North Carolina basketball's best-case scenario has come to fruition.
Sophomores Ty Lawson and Wayne Ellington and junior Danny Green withdrew from the NBA draft and will play for the Tar Heels next season, the school announced Monday.
"I'm very pleased with their decisions because I get to coach them for another year," coach Roy Williams said in a release. "It was reassuring that the feedback they got from the NBA teams is the same type of feedback our coaching staff has been giving them."
The announcement came a day after N.C. State forward J.J. Hickson said he would stay in the draft. Hickson said Monday that he would sign with agent Andy Miller today.
The UNC players' announcement ended weeks of speculation that began in late April, when all three announced they were entering the draft but not hiring agents. After Lawson played well early in the NBA pre-draft camp in Orlando, Fla., it was thought he had solidified his position as a first-round pick, and that would be enough to keep him in the draft. There also were rumblings that Ellington and Green might stay in the draft even if they were projected only as second-round selections.
It all turned out to be mere conjecture.
"The process of 'testing the waters' has given me valuable information about my draft status, and I have decided it would be better to return to school," Lawson said in the school's release. "I look forward to playing next season and trying to win a national championship."
The Tar Heels will be the favorite for the 2009 national title. The other three 2008 Final Four teams had significant personnel losses, but Carolina welcomes back all five starters. The loss of backup point guard Quentin Thomas and backup forward Alex Stepheson, who is transferring, was offset by a well-regarded four-man recruiting class. In all, UNC has 91.7 percent of its scoring and 86.5 percent of its rebounding back from last season.
Assuming a healthy roster, Williams now has a wealth of options at each position.

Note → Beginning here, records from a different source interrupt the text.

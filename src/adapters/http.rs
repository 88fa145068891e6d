use crate::config::TransportConfig;
use crate::domain::model::{Method, Request};
use crate::domain::ports::{Connection, Transport};
use crate::utils::error::{redact, PayloadStorageError, Result};
use reqwest::blocking::{Body, Client, RequestBuilder, Response};
use std::io::{self, Read, Write};
use std::mem;
use std::sync::mpsc::{self, Receiver, SyncSender};
use std::thread::{self, JoinHandle};
use url::Url;

/// 以 reqwest blocking client 實作的 HTTP 傳輸
#[derive(Debug, Clone)]
pub struct HttpTransport {
    client: Client,
    pipe_depth: usize,
}

impl HttpTransport {
    pub fn new(config: &TransportConfig) -> Result<Self> {
        // 不保留閒置連線，每次呼叫都是獨立的連線
        let client = Client::builder()
            .pool_max_idle_per_host(0)
            .connect_timeout(config.connect_timeout())
            .timeout(config.timeout())
            .build()
            .map_err(|e| PayloadStorageError::ConfigError {
                message: format!("Failed to build HTTP client: {}", e),
            })?;

        Ok(Self {
            client,
            pipe_depth: config.pipe_depth.max(1),
        })
    }
}

impl Transport for HttpTransport {
    type Connection = HttpConnection;

    fn open(&self, url: &Url, request: Request) -> io::Result<HttpConnection> {
        let method = match request.method() {
            Method::Get => reqwest::Method::GET,
            Method::Put => reqwest::Method::PUT,
        };
        let builder = self.client.request(method, url.clone());

        let state = match request {
            Request::Get => State::Pending(builder),
            Request::Put { content_length } => {
                let (body, chunks) = mpsc::sync_channel(self.pipe_depth);
                let builder =
                    builder.body(Body::sized(ChunkReader::new(chunks), content_length));
                let exchange = thread::Builder::new()
                    .name("payload-upload".to_string())
                    .spawn(move || builder.send())?;
                State::Sending { body, exchange }
            }
        };

        tracing::debug!(
            "Opened {:?} connection to {}",
            request.method(),
            redact(url.as_str())
        );
        Ok(HttpConnection { state })
    }
}

enum State {
    /// GET 尚未送出
    Pending(RequestBuilder),
    /// PUT 正在傳送執行緒上進行，body 區塊經由 channel 送過去
    Sending {
        body: SyncSender<Vec<u8>>,
        exchange: JoinHandle<reqwest::Result<Response>>,
    },
    Responded(Response),
    Closed,
}

pub struct HttpConnection {
    state: State,
}

fn join_exchange(exchange: JoinHandle<reqwest::Result<Response>>) -> io::Result<Response> {
    exchange
        .join()
        .map_err(|_| io::Error::other("upload exchange thread panicked"))?
        .map_err(io::Error::other)
}

impl Connection for HttpConnection {
    fn status(&mut self) -> io::Result<u16> {
        let response = match mem::replace(&mut self.state, State::Closed) {
            State::Pending(builder) => builder.send().map_err(io::Error::other)?,
            State::Sending { body, exchange } => {
                // 關閉 channel，body reader 才會讀到 EOF
                drop(body);
                join_exchange(exchange)?
            }
            State::Responded(response) => response,
            State::Closed => {
                return Err(io::Error::new(
                    io::ErrorKind::NotConnected,
                    "connection already closed",
                ))
            }
        };

        let status = response.status().as_u16();
        self.state = State::Responded(response);
        Ok(status)
    }
}

impl Write for HttpConnection {
    fn write(&mut self, buf: &[u8]) -> io::Result<usize> {
        let State::Sending { body, .. } = &self.state else {
            return Err(io::Error::new(
                io::ErrorKind::NotConnected,
                "request body is not writable",
            ));
        };
        if buf.is_empty() {
            return Ok(0);
        }

        if body.send(buf.to_vec()).is_err() {
            // 傳送執行緒已結束：回報它的錯誤，否則就是遠端提早回應
            self.status()?;
            return Err(io::Error::new(
                io::ErrorKind::BrokenPipe,
                "remote responded before the request body was sent",
            ));
        }
        Ok(buf.len())
    }

    fn flush(&mut self) -> io::Result<()> {
        Ok(())
    }
}

impl Read for HttpConnection {
    fn read(&mut self, buf: &mut [u8]) -> io::Result<usize> {
        match &mut self.state {
            State::Responded(response) => response.read(buf),
            _ => Err(io::Error::new(
                io::ErrorKind::NotConnected,
                "response is not available",
            )),
        }
    }
}

impl Drop for HttpConnection {
    fn drop(&mut self) {
        if let State::Sending { body, exchange } = mem::replace(&mut self.state, State::Closed) {
            drop(body);
            // body 提早結束時 reqwest 會中止請求，join 只等待連線真正關閉
            let _ = exchange.join();
        }
    }
}

/// 將 channel 收到的區塊串成 reqwest 需要的 `Read`
struct ChunkReader {
    chunks: Receiver<Vec<u8>>,
    current: Vec<u8>,
    offset: usize,
}

impl ChunkReader {
    fn new(chunks: Receiver<Vec<u8>>) -> Self {
        Self {
            chunks,
            current: Vec::new(),
            offset: 0,
        }
    }
}

impl Read for ChunkReader {
    fn read(&mut self, buf: &mut [u8]) -> io::Result<usize> {
        while self.offset >= self.current.len() {
            match self.chunks.recv() {
                Ok(chunk) => {
                    self.current = chunk;
                    self.offset = 0;
                }
                // sender 已關閉
                Err(_) => return Ok(0),
            }
        }

        let n = buf.len().min(self.current.len() - self.offset);
        buf[..n].copy_from_slice(&self.current[self.offset..self.offset + n]);
        self.offset += n;
        Ok(n)
    }
}
use anyhow::Result;
use httpmock::prelude::*;
use payload_storage::utils::logger;
use payload_storage::{
    ExternalPayloadStorage, ExternalStorageLocation, LoggingConfig, Operation, PayloadStorage,
    PayloadStorageError, TransferConfig,
};
use std::io::{Cursor, Read};

fn storage() -> PayloadStorage {
    logger::init_logger(&LoggingConfig {
        level: "payload_storage=debug".to_string(),
        ..LoggingConfig::default()
    });
    PayloadStorage::new(&TransferConfig::default()).unwrap()
}

fn storage_with_chunk_size(chunk_size: usize) -> PayloadStorage {
    let mut config = TransferConfig::default();
    config.transport.chunk_size = chunk_size;
    config.transport.pipe_depth = 2;
    PayloadStorage::new(&config).unwrap()
}

#[test]
fn test_upload_streams_payload_to_presigned_url() -> Result<()> {
    let server = MockServer::start();
    let payload = r#"{"orderId":"A-1001","items":[{"sku":"X","qty":2}]}"#;

    let put_mock = server.mock(|when, then| {
        when.method(PUT)
            .path("/bucket/workflow/input.json")
            .query_param("X-Amz-Signature", "abc123")
            .header("content-length", payload.len().to_string())
            .body(payload);
        then.status(200);
    });

    let url = server.url("/bucket/workflow/input.json?X-Amz-Signature=abc123");
    storage().upload(&url, &mut Cursor::new(payload.as_bytes()), payload.len() as u64)?;

    put_mock.assert();
    Ok(())
}

#[test]
fn test_upload_large_payload_in_many_chunks() -> Result<()> {
    let server = MockServer::start();
    let payload = "0123456789abcdef".repeat(16 * 1024);

    let put_mock = server.mock(|when, then| {
        when.method(PUT).path("/large.json").body(payload.clone());
        then.status(200);
    });

    storage_with_chunk_size(1000).upload(
        &server.url("/large.json"),
        &mut Cursor::new(payload.as_bytes()),
        payload.len() as u64,
    )?;

    put_mock.assert();
    Ok(())
}

#[test]
fn test_upload_empty_payload() -> Result<()> {
    let server = MockServer::start();

    let put_mock = server.mock(|when, then| {
        when.method(PUT).path("/empty.json").body("");
        then.status(200);
    });

    storage().upload(&server.url("/empty.json"), &mut std::io::empty(), 0)?;

    put_mock.assert();
    Ok(())
}

#[test]
fn test_upload_tolerates_server_error_status() {
    let server = MockServer::start();

    let put_mock = server.mock(|when, then| {
        when.method(PUT).path("/failing.json");
        then.status(500).body("InternalError");
    });

    let result = storage().upload(
        &server.url("/failing.json"),
        &mut Cursor::new(b"{}".as_slice()),
        2,
    );

    assert!(result.is_ok());
    put_mock.assert();
}

#[test]
fn test_upload_rejects_payload_longer_than_declared_size() {
    let server = MockServer::start();

    let put_mock = server.mock(|when, then| {
        when.method(PUT).path("/surplus.json").body("abcd");
        then.status(200);
    });

    let result = storage().upload(
        &server.url("/surplus.json"),
        &mut Cursor::new(b"abcdef".as_slice()),
        4,
    );

    match result {
        Err(PayloadStorageError::TransferFailed { source, .. }) => {
            assert_eq!(source.kind(), std::io::ErrorKind::InvalidInput)
        }
        other => panic!("unexpected upload result: {:?}", other.err()),
    }
    // 截斷的內容不會被存下
    put_mock.assert_hits(0);
}

#[test]
fn test_download_returns_body() -> Result<()> {
    let server = MockServer::start();
    let body = r#"{"result":"done","count":3}"#;

    let get_mock = server.mock(|when, then| {
        when.method(GET).path("/task/output.json");
        then.status(200)
            .header("Content-Type", "application/json")
            .body(body);
    });

    let mut stream = storage()
        .download(&server.url("/task/output.json"))?
        .expect("payload should be present");

    let mut content = String::new();
    stream.read_to_string(&mut content)?;
    assert_eq!(content, body);

    get_mock.assert();
    Ok(())
}

#[test]
fn test_download_missing_object_is_absent() -> Result<()> {
    let server = MockServer::start();

    let get_mock = server.mock(|when, then| {
        when.method(GET).path("/missing.json");
        then.status(404).body("<Error><Code>NoSuchKey</Code></Error>");
    });

    let result = storage().download(&server.url("/missing.json"))?;

    assert!(result.is_none());
    get_mock.assert();
    Ok(())
}

#[test]
fn test_unreachable_endpoint_fails_both_operations() {
    let url = "http://127.0.0.1:1/payload.json";
    let storage = storage();

    let upload = storage.upload(url, &mut Cursor::new(b"data".as_slice()), 4);
    match upload {
        Err(PayloadStorageError::TransferFailed {
            operation,
            location,
            ..
        }) => {
            assert_eq!(operation, Operation::Write);
            assert_eq!(location, url);
        }
        other => panic!("unexpected upload result: {:?}", other.err()),
    }

    let download = storage.download(url);
    match download {
        Err(PayloadStorageError::TransferFailed { operation, .. }) => {
            assert_eq!(operation, Operation::Read)
        }
        Err(other) => panic!("unexpected download error: {:?}", other),
        Ok(_) => panic!("download from an unreachable endpoint succeeded"),
    }
}

#[test]
fn test_invalid_locations_are_rejected() {
    let storage = storage();

    for location in ["not a url", "s3://bucket/key", ""] {
        assert!(matches!(
            storage.upload(location, &mut Cursor::new(b"x".as_slice()), 1),
            Err(PayloadStorageError::InvalidLocation { .. })
        ));
        assert!(matches!(
            storage.download(location),
            Err(PayloadStorageError::InvalidLocation { .. })
        ));
    }
}

#[test]
fn test_round_trip_through_issued_location() -> Result<()> {
    let server = MockServer::start();
    let payload = r#"{"large":"payload"}"#;

    let issued = format!(
        r#"{{"uri":"{}","path":"workflow/123/output.json"}}"#,
        server.url("/workflow/123/output.json?X-Amz-Expires=900")
    );
    let location = ExternalStorageLocation::from_json(&issued)?;
    assert_eq!(
        location,
        ExternalStorageLocation::new(
            server.url("/workflow/123/output.json?X-Amz-Expires=900"),
            "workflow/123/output.json",
        )
    );

    let put_mock = server.mock(|when, then| {
        when.method(PUT).path("/workflow/123/output.json").body(payload);
        then.status(200);
    });
    let get_mock = server.mock(|when, then| {
        when.method(GET).path("/workflow/123/output.json");
        then.status(200).body(payload);
    });

    let storage = storage();
    storage.upload(
        &location.uri,
        &mut Cursor::new(payload.as_bytes()),
        payload.len() as u64,
    )?;

    let mut downloaded = Vec::new();
    storage
        .download(&location.uri)?
        .expect("uploaded payload should be present")
        .read_to_end(&mut downloaded)?;

    assert_eq!(downloaded, payload.as_bytes());
    put_mock.assert();
    get_mock.assert();
    Ok(())
}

Lawson, Ellington, Bobby Frasor and incoming freshman Larry Drew Jr. are available at guard. Green, Marcus Ginyard and former Dudley standout William Graves will play the wings. At the two post positions, Williams can turn to reigning national player of the year Tyler Hansbrough, Deon Thompson and incoming freshmen Ed Davis and Tyler Zeller.
The fourth member of the 2008 recruiting class, Durham Jordan guard Justin Watts, will have to fight for scraps of playing time. He might be a redshirt candidate, following the route Graves took in 2006-07.
The strengths of the 2008-09 team -- depth, speed, scoring, rebounding, etc. -- are obvious. Finding any weaknesses requires considerably more digging.
Certainly the pressure will be immense. Given how close UNC came last season, how much talent the Tar Heels have and how weakened many of their top rivals will be, the expectations will be huge. Two of the most recent teams to face such pressure, Florida in 2007 and Duke in 1992, went on to claim the title everyone expected them to win.
Chemistry might be a more delicate matter. Carolina's frenetic up-tempo style does make it easier for Williams to go deeper on his bench than almost any other coach in America. But after testing the waters in 2008, Lawson and Ellington will almost certainly become NBA-ready in 2009. How will their goals fit into an offense that prefers to go inside as its initial scoring option?
Also, Green's decision to enter the draft against Williams' advice was an indication that the coach's authority over the program is not quite absolute.
Still, those are issues the Heels would much rather face than trying to figure out how to replace Lawson, Ellington and Green.
"I feel strongly that all of these young men will eventually be NBA players," Williams said. "The timing was just not exactly right at this point."
Not right for the NBA, but perhaps perfect for UNC.